- _RECORDS FOR THE EXERCISE_:
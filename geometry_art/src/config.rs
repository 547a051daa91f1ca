// Data-driven artwork configuration.
//
// Every tunable of a performance lives in `ArtConfig`: how many scenes each
// act gets, the act rotation order, the tempo used to turn note lengths into
// transition durations, and which of the two drive modes is active. The
// config is loaded from JSON (`from_json`) or taken from `Default`; the
// checked-in `data/geometry_config.json` mirrors the defaults.
//
// Validation runs once, when an `Artwork` is built. After that the timing
// code works with a `Tempo`, which cannot hold a zero PPQ or a non-positive
// BPM, so a transition can never end up with a zero, negative or infinite
// duration because of bad tempo settings.
//
// See also: `artwork.rs` which owns the validated config, `clock.rs` which
// consumes `Tempo`.

use crate::catalog::BlendMode;
use crate::cue::CueTarget;
use crate::error::{ArtError, ConfigError};
use crate::scene::Act;
use serde::{Deserialize, Serialize};

/// Raw tempo settings as they appear in JSON.
#[derive(Clone, Copy, Debug, PartialEq, Serialize, Deserialize)]
pub struct TempoConfig {
    /// Ticks per quarter note of the score's timing reference.
    pub ppq: u32,
    /// Beats per minute.
    pub bpm: f64,
}

impl Default for TempoConfig {
    fn default() -> Self {
        Self {
            ppq: 3840 * 4,
            bpm: 200.0,
        }
    }
}

/// Validated tempo. Only obtainable through `Tempo::new`.
#[derive(Clone, Copy, Debug, PartialEq)]
pub struct Tempo {
    ppq: u32,
    bpm: f64,
}

impl Tempo {
    pub fn new(ppq: u32, bpm: f64) -> Result<Self, ConfigError> {
        if ppq == 0 {
            return Err(ConfigError::ZeroPpq);
        }
        if !(bpm.is_finite() && bpm > 0.0) {
            return Err(ConfigError::InvalidBpm(bpm));
        }
        Ok(Self { ppq, bpm })
    }

    pub fn ppq(&self) -> u32 {
        self.ppq
    }

    pub fn bpm(&self) -> f64 {
        self.bpm
    }

    /// Wall-clock length of a note, in ms:
    /// `(ticks / ppq) * (60 / bpm) * 1000`, evaluated as
    /// `ticks * 60000 / (ppq * bpm)` to keep whole-beat results exact.
    pub fn ticks_to_ms(&self, ticks: u64) -> f64 {
        (ticks as f64 * 60_000.0) / (self.ppq as f64 * self.bpm)
    }
}

/// What moves the animation clock forward.
#[derive(Clone, Copy, Debug, PartialEq, Serialize, Deserialize)]
pub enum DriveMode {
    /// Scene transitions happen on musical cues.
    Cued,
    /// Cues are ignored; every `interval_ms` of transport time the whole
    /// catalog is regenerated and the clock restarts.
    Periodic { interval_ms: f64 },
}

#[derive(Clone, Debug, PartialEq, Serialize, Deserialize)]
#[serde(default)]
pub struct ArtConfig {
    /// Scenes generated for every act.
    pub scenes_per_act: usize,
    /// Act rotation order (cyclic). Repeats are allowed.
    pub act_sequence: Vec<Act>,
    pub tempo: TempoConfig,
    /// Transition duration before the first cue fires.
    pub default_transition_ms: f64,
    /// When true, simultaneous notes each get their own cue.
    pub poly_mode: bool,
    /// Handler id whose cues drive scene transitions.
    pub cue_target: CueTarget,
    pub drive: DriveMode,
    /// Blend modes sampled on each transition.
    pub blend_modes: Vec<BlendMode>,
}

impl Default for ArtConfig {
    fn default() -> Self {
        Self {
            scenes_per_act: 16,
            act_sequence: vec![Act::Pairs, Act::Triads, Act::Layers],
            tempo: TempoConfig::default(),
            default_transition_ms: 1000.0,
            poly_mode: false,
            cue_target: CueTarget::default(),
            drive: DriveMode::Cued,
            blend_modes: BlendMode::ALL.to_vec(),
        }
    }
}

impl ArtConfig {
    pub fn from_json(json: &str) -> Result<Self, ArtError> {
        let config: ArtConfig = serde_json::from_str(json)?;
        config.validate()?;
        Ok(config)
    }

    /// The config shipped in `data/geometry_config.json`.
    pub fn embedded_default() -> Result<Self, ArtError> {
        Self::from_json(include_str!("../../data/geometry_config.json"))
    }

    /// Check every value the performance relies on. Returns the validated
    /// tempo since that is what the clock needs.
    pub fn validate(&self) -> Result<Tempo, ConfigError> {
        let tempo = Tempo::new(self.tempo.ppq, self.tempo.bpm)?;
        if self.scenes_per_act == 0 {
            return Err(ConfigError::NoScenes);
        }
        if self.act_sequence.is_empty() {
            return Err(ConfigError::EmptyActSequence);
        }
        if !positive_finite(self.default_transition_ms) {
            return Err(ConfigError::InvalidTransitionDuration(
                self.default_transition_ms,
            ));
        }
        if let DriveMode::Periodic { interval_ms } = self.drive {
            if !positive_finite(interval_ms) {
                return Err(ConfigError::InvalidInterval(interval_ms));
            }
        }
        if self.blend_modes.is_empty() {
            return Err(ConfigError::NoBlendModes);
        }
        Ok(tempo)
    }
}

fn positive_finite(v: f64) -> bool {
    v.is_finite() && v > 0.0
}
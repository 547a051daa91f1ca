// Error types for the artwork core.
//
// Only configuration problems are recoverable errors here. Everything else
// that can go wrong at runtime is either not an error at all (an empty note
// stream, a missing seed source) or a broken precondition that panics (see
// `clock.rs`).

/// A configuration value that cannot drive a performance.
#[derive(Debug, Clone, PartialEq, thiserror::Error)]
pub enum ConfigError {
    #[error("ticks per quarter note must be positive")]
    ZeroPpq,

    #[error("tempo must be a positive, finite BPM (got {0})")]
    InvalidBpm(f64),

    #[error("scenes_per_act must be at least 1")]
    NoScenes,

    #[error("act_sequence must name at least one act")]
    EmptyActSequence,

    #[error("default transition duration must be a positive, finite number of ms (got {0})")]
    InvalidTransitionDuration(f64),

    #[error("periodic drive interval must be a positive, finite number of ms (got {0})")]
    InvalidInterval(f64),

    #[error("blend_modes must list at least one blend mode")]
    NoBlendModes,
}

/// Top-level error for building an artwork from external input.
#[derive(Debug, thiserror::Error)]
pub enum ArtError {
    #[error("invalid configuration: {0}")]
    Config(#[from] ConfigError),

    #[error("configuration JSON: {0}")]
    Json(#[from] serde_json::Error),
}
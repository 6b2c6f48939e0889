//! SQLite Persistence - SQLite 数据库持久化实现

mod content_store;
mod database;
mod profile_store;

pub use content_store::*;
pub use database::*;
pub use profile_store::*;
//! Infrastructure Adapters
//!
//! 六边形架构的适配器实现

pub mod speech;
pub mod storage;

pub use speech::*;
pub use storage::*;
//! SQLite Content Store
//!
//! 内容记录的声音上下文读取与渲染位置写回。
//! 写回用单条带守卫的 UPDATE 完成，并发下不会互相覆盖

use async_trait::async_trait;
use sqlx::FromRow;
use uuid::Uuid;

use super::DbPool;
use crate::application::ports::{
    ContentStorePort, ContentVoiceContext, PersistOutcome, RepositoryError,
};
use crate::domain::voice::IdentityId;

/// SQLite Content Store
pub struct SqliteContentStore {
    pool: DbPool,
}

impl SqliteContentStore {
    pub fn new(pool: DbPool) -> Self {
        Self { pool }
    }
}

#[derive(FromRow)]
struct ContentRow {
    id: String,
    owner_id: Option<String>,
    voice_identity_id: Option<String>,
    audio_location: Option<String>,
}

impl TryFrom<ContentRow> for ContentVoiceContext {
    type Error = RepositoryError;

    fn try_from(row: ContentRow) -> Result<Self, Self::Error> {
        let content_id = Uuid::parse_str(&row.id)
            .map_err(|e| RepositoryError::SerializationError(e.to_string()))?;
        let owner_id = row
            .owner_id
            .map(|s| Uuid::parse_str(&s))
            .transpose()
            .map_err(|e| RepositoryError::SerializationError(e.to_string()))?;
        let identity_id = row
            .voice_identity_id
            .map(|s| Uuid::parse_str(&s))
            .transpose()
            .map_err(|e| RepositoryError::SerializationError(e.to_string()))?
            .map(IdentityId::from_uuid);

        Ok(ContentVoiceContext {
            content_id,
            owner_id,
            identity_id,
            audio_location: row.audio_location,
        })
    }
}

#[async_trait]
impl ContentStorePort for SqliteContentStore {
    async fn voice_context(
        &self,
        content_id: Uuid,
    ) -> Result<Option<ContentVoiceContext>, RepositoryError> {
        let row: Option<ContentRow> = sqlx::query_as(
            r#"
            SELECT id, owner_id, voice_identity_id, audio_location
            FROM content_records
            WHERE id = ?
            "#,
        )
        .bind(content_id.to_string())
        .fetch_optional(&self.pool)
        .await
        .map_err(|e| RepositoryError::DatabaseError(e.to_string()))?;

        row.map(ContentVoiceContext::try_from).transpose()
    }

    async fn attach_rendering(
        &self,
        content_id: Uuid,
        identity_id: Option<&IdentityId>,
        audio_location: &str,
    ) -> Result<PersistOutcome, RepositoryError> {
        // 守卫条件全部进同一条语句: 位置未设置,且身份匹配或记录无身份。
        // identity 为 NULL 时 `voice_identity_id = NULL` 永假,
        // 只剩 IS NULL 分支,语义正好是 "记录无身份才允许兜底写回"
        let result = sqlx::query(
            r#"
            UPDATE content_records
            SET audio_location = ?
            WHERE id = ?
              AND audio_location IS NULL
              AND (voice_identity_id IS NULL OR voice_identity_id = ?)
            "#,
        )
        .bind(audio_location)
        .bind(content_id.to_string())
        .bind(identity_id.map(|id| id.to_string()))
        .execute(&self.pool)
        .await
        .map_err(|e| RepositoryError::DatabaseError(e.to_string()))?;

        if result.rows_affected() > 0 {
            return Ok(PersistOutcome::Attached);
        }

        // 没写进去,查一次当前状态给出跳过原因
        match self.voice_context(content_id).await? {
            None => Ok(PersistOutcome::SkippedMissingRecord),
            Some(ctx) if ctx.audio_location.is_some() => Ok(PersistOutcome::SkippedAlreadySet),
            Some(_) => Ok(PersistOutcome::SkippedIdentityMismatch),
        }
    }
}

#[cfg(test)]
mod tests {
    use super::*;
    use crate::infrastructure::persistence::sqlite::{create_pool, run_migrations, DatabaseConfig};
    use chrono::Utc;

    async fn test_pool() -> DbPool {
        let pool = create_pool(&DatabaseConfig::in_memory()).await.unwrap();
        run_migrations(&pool).await.unwrap();
        pool
    }

    async fn insert_content(
        pool: &DbPool,
        content_id: Uuid,
        owner_id: Option<Uuid>,
        identity_id: Option<&IdentityId>,
        audio_location: Option<&str>,
    ) {
        // content_records.voice_identity_id 有外键约束,先补齐父行
        if let Some(identity) = identity_id {
            sqlx::query(
                r#"
                INSERT OR IGNORE INTO voice_identities (id, owner_id, source, reference_audio_location, created_at)
                VALUES (?, NULL, 'anonymous', 'ab/ref.wav', ?)
                "#,
            )
            .bind(identity.to_string())
            .bind(Utc::now().to_rfc3339())
            .execute(pool)
            .await
            .unwrap();
        }
        sqlx::query(
            r#"
            INSERT INTO content_records (id, owner_id, voice_identity_id, audio_location, created_at)
            VALUES (?, ?, ?, ?, ?)
            "#,
        )
        .bind(content_id.to_string())
        .bind(owner_id.map(|o| o.to_string()))
        .bind(identity_id.map(|i| i.to_string()))
        .bind(audio_location)
        .bind(Utc::now().to_rfc3339())
        .execute(pool)
        .await
        .unwrap();
    }

    async fn stored_location(pool: &DbPool, content_id: Uuid) -> Option<String> {
        sqlx::query_scalar("SELECT audio_location FROM content_records WHERE id = ?")
            .bind(content_id.to_string())
            .fetch_one(pool)
            .await
            .unwrap()
    }

    #[tokio::test]
    async fn test_attach_writes_once() {
        let pool = test_pool().await;
        let store = SqliteContentStore::new(pool.clone());
        let content_id = Uuid::new_v4();
        let identity = IdentityId::new();

        insert_content(&pool, content_id, Some(Uuid::new_v4()), Some(&identity), None).await;

        let first = store
            .attach_rendering(content_id, Some(&identity), "ab/a.wav")
            .await
            .unwrap();
        assert_eq!(first, PersistOutcome::Attached);

        // 已有渲染的记录不再被覆盖
        let second = store
            .attach_rendering(content_id, Some(&identity), "cd/b.wav")
            .await
            .unwrap();
        assert_eq!(second, PersistOutcome::SkippedAlreadySet);
        assert_eq!(stored_location(&pool, content_id).await.as_deref(), Some("ab/a.wav"));
    }

    #[tokio::test]
    async fn test_identity_mismatch_leaves_record_unchanged() {
        let pool = test_pool().await;
        let store = SqliteContentStore::new(pool.clone());
        let content_id = Uuid::new_v4();
        let recorded = IdentityId::new();
        let other = IdentityId::new();

        insert_content(&pool, content_id, Some(Uuid::new_v4()), Some(&recorded), None).await;

        let outcome = store
            .attach_rendering(content_id, Some(&other), "ab/a.wav")
            .await
            .unwrap();
        assert_eq!(outcome, PersistOutcome::SkippedIdentityMismatch);
        assert_eq!(stored_location(&pool, content_id).await, None);
    }

    #[tokio::test]
    async fn test_identityless_record_accepts_any_rendering() {
        let pool = test_pool().await;
        let store = SqliteContentStore::new(pool.clone());

        // 记录无身份,克隆身份的渲染可以写回
        let with_identity = Uuid::new_v4();
        insert_content(&pool, with_identity, None, None, None).await;
        let outcome = store
            .attach_rendering(with_identity, Some(&IdentityId::new()), "ab/a.wav")
            .await
            .unwrap();
        assert_eq!(outcome, PersistOutcome::Attached);

        // 记录无身份,兜底声音的渲染同样可以
        let with_fallback = Uuid::new_v4();
        insert_content(&pool, with_fallback, None, None, None).await;
        let outcome = store
            .attach_rendering(with_fallback, None, "cd/b.wav")
            .await
            .unwrap();
        assert_eq!(outcome, PersistOutcome::Attached);
    }

    #[tokio::test]
    async fn test_fallback_cannot_overwrite_identity_record() {
        let pool = test_pool().await;
        let store = SqliteContentStore::new(pool.clone());
        let content_id = Uuid::new_v4();
        let recorded = IdentityId::new();

        insert_content(&pool, content_id, Some(Uuid::new_v4()), Some(&recorded), None).await;

        let outcome = store
            .attach_rendering(content_id, None, "ab/a.wav")
            .await
            .unwrap();
        assert_eq!(outcome, PersistOutcome::SkippedIdentityMismatch);
        assert_eq!(stored_location(&pool, content_id).await, None);
    }

    #[tokio::test]
    async fn test_missing_record_is_reported() {
        let pool = test_pool().await;
        let store = SqliteContentStore::new(pool);

        let outcome = store
            .attach_rendering(Uuid::new_v4(), None, "ab/a.wav")
            .await
            .unwrap();
        assert_eq!(outcome, PersistOutcome::SkippedMissingRecord);
    }

    #[tokio::test]
    async fn test_voice_context_reads_all_fields() {
        let pool = test_pool().await;
        let store = SqliteContentStore::new(pool.clone());
        let content_id = Uuid::new_v4();
        let owner = Uuid::new_v4();
        let identity = IdentityId::new();

        insert_content(&pool, content_id, Some(owner), Some(&identity), Some("ab/a.wav")).await;

        let ctx = store.voice_context(content_id).await.unwrap().unwrap();
        assert_eq!(ctx.content_id, content_id);
        assert_eq!(ctx.owner_id, Some(owner));
        assert_eq!(ctx.identity_id.as_ref(), Some(&identity));
        assert_eq!(ctx.audio_location.as_deref(), Some("ab/a.wav"));

        assert!(store.voice_context(Uuid::new_v4()).await.unwrap().is_none());
    }
}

- _WORK INSTRUCTIONS_: Every line of the records that includes the word "transitions" should be gathered.

- _RESPONSE TO THE TASK_:
    /// Scene transitions happen on musical cues.
    /// Handler id whose cues drive scene transitions.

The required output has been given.